Regina Lynch, project director at ACN, spoke recently about current relief initiatives and the efforts of the Church during the COVID-19 crisis.


What are we currently hearing from our project partners regarding the greatest needs in this time of the COVID-19 pandemic?

From our project partners in Africa, Asia, Latin America and Central and Eastern Europe, we are not so much hearing about medical needs but rather about the effects of the restrictions on the daily life of the Church. In most countries where Aid to the Church in Need supports the local Church, governments have applied the same restrictions as in our donor countries. That means no public Masses, no public gatherings, schools are closed and more and more people have difficulty in earning a living. And these in countries where, for the most part, Christians are a minority—sometimes persecuted—and belong to the lower social strata.

The Church itself is hardest hit by the fact that there are no public Masses or the possibility to carry out the normal pastoral and social programs in the parishes. In many of our partner countries, the collection at Sunday Mass ensures the survival of the parish. The money from the collection—or often instead it can be chickens, vegetables, rice etc.—guarantees that the priest can eat, pay the Sisters serving the parish, buy petrol for his motorcycle for visiting the sick or even have a small sum to help the poorest of the parishioners.

What is the focus of ACN’s aid in response to the COVID-19 crisis?

As a pastoral charity, ACN wants to help the local Church carry out its primary mission of bringing God’s Love and Word to people and ensure that it is not hindered in this mission by a lack of financial resources. That means that we are providing subsistence aid to priests and to Sisters, both active and contemplative.

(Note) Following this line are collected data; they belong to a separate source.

use tracing::debug;

use crate::bracket::errors::BracketError;
use crate::bracket::tree;
use crate::domain::{Match, MatchNumber, TeamId};

/// Внести счёт матча и продвинуть победителя в следующий матч.
///
/// Возвращает новый список: входной срез не меняется.
/// Победитель чётного матча становится team1 родителя, нечётного — team2.
/// Повторный ввод счёта разрешён, пока родитель не сыгран.
pub fn report_score(
    matches: &[Match],
    id_in_tournament: MatchNumber,
    score1: u32,
    score2: u32,
) -> Result<Vec<Match>, BracketError> {
    let pos = position_of(matches, id_in_tournament)
        .ok_or(BracketError::MatchNotFound { id_in_tournament })?;

    if !matches[pos].is_ready() {
        return Err(BracketError::MatchNotReady { id_in_tournament });
    }

    if score1 == score2 {
        return Err(BracketError::DrawNotAllowed { id_in_tournament });
    }

    let parent_pos = match tree::parent_of(id_in_tournament) {
        Some(parent) => {
            let parent_pos = position_of(matches, parent).ok_or_else(|| {
                BracketError::StructuralInconsistency {
                    id_in_tournament,
                    reason: format!("parent match {parent} is missing"),
                }
            })?;

            if matches[parent_pos].is_played() {
                return Err(BracketError::ParentAlreadyPlayed {
                    id_in_tournament,
                    parent,
                });
            }

            Some(parent_pos)
        }
        None => None,
    };

    let mut out = matches.to_vec();
    out[pos].score1 = Some(score1);
    out[pos].score2 = Some(score2);

    let winner = out[pos].winner();

    if let Some(parent_pos) = parent_pos {
        let parent = &mut out[parent_pos];
        if tree::feeds_team1(id_in_tournament) {
            parent.team1 = winner;
        } else {
            parent.team2 = winner;
        }
    }

    debug!(id_in_tournament, score1, score2, ?winner, "score reported");

    Ok(out)
}

/// Победитель турнира — победитель финала, если финал сыгран.
pub fn champion(matches: &[Match]) -> Option<TeamId> {
    matches.iter().find(|m| m.is_root()).and_then(Match::winner)
}

fn position_of(matches: &[Match], id_in_tournament: MatchNumber) -> Option<usize> {
    matches
        .iter()
        .position(|m| m.id_in_tournament == id_in_tournament)
}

We have continued to help the seminaries, as in many cases the seminarians are in confinement and the rector has no means to look after them.

For example, in the major seminary in Goma, Dem. Rep. Congo, the rector sent us an SOS, as he could no longer rely on the local population to help feed the seminarians. We are providing funds for masks and other protective clothing to priests, Sisters and seminarians, for example in Chile or in Ukraine, where they continue to visit their parishioners, particularly the sick or the dying.
And in order to bring Mass and the Gospel message to the faithful at home via television or radio, we have funded the necessary technical equipment.

For the Christians in Syria, who were already struggling to survive after nine years of war, we are launching a special program enabling each family to buy food and some form of protection against the pandemic. In Pakistan, another country where Christians face discrimination and sometimes persecution because of their faith, we are working on a program to come to provide aid because we heard from the Church that the Christians were not receiving emergency aid from the government.

ACN started an emergency program in order that the priests and Sisters could face the challenges of the COVID-19 pandemic. What have you done so far and what are the next steps?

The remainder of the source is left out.